Hoy es día 10 de marzo de 2004, día de oración en grupo. Los miércoles solemos hablar a Mahoma, contarle nuestros problemas, no siendo éstos distintos de los que afectan al resto de la humanidad. Nos sentimos acogidos en su bondad. Comprendidos en su oración. El año pasado vine a Madrid con renovadas esperanzas. La vida en Afganistán era dura, una subrepticia libertad adquirida a costa, entre otras, de la muerte de mi marido Mahdi en la guerra.
Salí de la mezquita de la M-30 alrededor de las nueve de la noche. La noche ya atrapaba la capital y me dirigí a mi casa en autobús. Aun no me he acostumbrado al metro, tal vez tenga miedo de espacios tan cerrados. Madrid de noche es bella; metrópoli envuelta en inmóviles luciérnagas. Lavapiés me esperaba aun despierto, nunca sé cuando está totalmente dormido. Creo que mucha gente aun sigue viviendo en la hora de su país.
- Mami mami, ¿me has traído algo?- exclamó Mu´ammil con entusiasmo.
- Buenas noches hijo, ¿has hecho ya las tareas?- pregunté de forma cortante.
- Mamá es que hay un ejercicio que no sé hacer- afirmó.
Después de realizar el matemático ejercicio junto a mi hijo, al que pronto no voy a poder ayudar, cenamos.

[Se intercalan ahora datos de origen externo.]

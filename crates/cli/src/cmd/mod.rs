pub mod doctor;
pub mod render;
pub mod vars;
use crate::config::types::{ConfigFile, LoggingConfig, ResolvedConfig};
use shellexpand::full;
use std::path::{Path, PathBuf};
use std::{env, fs};

use dirs::home_dir;
use thiserror::Error;
use tracing::debug;

#[derive(Debug, Error)]
pub enum ConfigError {
    #[error("config file not found at {0}")]
    NotFound(String),

    #[error("failed to read config file {0}: {1}")]
    ReadError(String, #[source] std::io::Error),

    #[error("failed to parse TOML in {0}: {1}")]
    ParseError(String, #[source] toml::de::Error),

    #[error("version {0} is unsupported (expected 1)")]
    BadVersion(u32),

    #[error("home directory not available to expand '~'")]
    NoHome,
}

pub struct ConfigLoader;

impl ConfigLoader {
    /// Load configuration.
    ///
    /// An explicit `config_path` must exist. Without one, the default path is
    /// used if present and built-in defaults apply otherwise.
    ///
    /// # Errors
    ///
    /// Fails if an explicit path is missing, or if the file cannot be read
    /// or parsed (see [`ConfigLoader::from_toml_str`]).
    pub fn load(config_path: Option<&Path>) -> Result<ResolvedConfig, ConfigError> {
        let path = match config_path {
            Some(p) => p.to_path_buf(),
            None => {
                let p = default_config_path();
                if !p.exists() {
                    debug!(path = %p.display(), "no config file, using defaults");
                    return Ok(ResolvedConfig::default());
                }
                p
            }
        };

        if !path.exists() {
            return Err(ConfigError::NotFound(path.display().to_string()));
        }

        let s = fs::read_to_string(&path)
            .map_err(|e| ConfigError::ReadError(path.display().to_string(), e))?;

        Self::from_toml_str(&s, &path)
    }

    /// Parse and resolve configuration text read from `path`.
    ///
    /// # Errors
    ///
    /// Fails on invalid TOML, an unsupported `version`, or a log file path
    /// that cannot be expanded.
    pub fn from_toml_str(s: &str, path: &Path) -> Result<ResolvedConfig, ConfigError> {
        let cf: ConfigFile = toml::from_str(s)
            .map_err(|e| ConfigError::ParseError(path.display().to_string(), e))?;

        if cf.version != 1 {
            return Err(ConfigError::BadVersion(cf.version));
        }

        Ok(ResolvedConfig {
            source: Some(path.to_path_buf()),
            coercion: cf.coercion,
            logging: resolve_logging(&cf.logging)?,
        })
    }
}

fn resolve_logging(log_cfg: &LoggingConfig) -> Result<LoggingConfig, ConfigError> {
    // Resolve log file path if present
    let Some(ref file) = log_cfg.file else {
        return Ok(log_cfg.clone());
    };

    Ok(LoggingConfig {
        level: log_cfg.level.clone(),
        file_level: log_cfg.file_level.clone(),
        file: Some(expand_path(&file.to_string_lossy())?),
    })
}

#[must_use]
pub fn default_config_path() -> PathBuf {
    if let Ok(xdg) = env::var("XDG_CONFIG_HOME") {
        return Path::new(&xdg).join("templator").join("config.toml");
    }
    let home = home_dir().unwrap_or_else(|| PathBuf::from("~"));
    home.join(".config").join("templator").join("config.toml")
}

fn expand_path(input: &str) -> Result<PathBuf, ConfigError> {
    let expanded = full(input).map_err(|_| ConfigError::NoHome)?;
    Ok(PathBuf::from(expanded.to_string()))
}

En este barrio es fácil encontrar comida típica y añorada de la tierra. ¡Si vieran mis antiguos vecinos el precio que tiene!, creo que con el sueldo de allí sólo podrían mantenerse dos días.
Mu´ammil está nervioso esta noche, su intranquilo pero acompasado resuello así me lo demuestra. Miro en derredor pero no encuentro ninguna causa. Incluso el barrio, caracterizado por una constante agitación, se vuelve cómplice de la templada nocturnidad. Tal vez por ese cordón umbilical que une a madre e hijos, invisible tras el nacimiento, me contagio de ese nerviosismo. Extrañada y ya en pie vuelvo a asomarme a la ventana de la habitación, la ciudad yace acolchada en uniformes adoquines mecida por una tenue luz. Un nudo en la garganta obstruye parcialmente mi respiración. Es una sensación de agobio que creía superada cuando arribé hace un año.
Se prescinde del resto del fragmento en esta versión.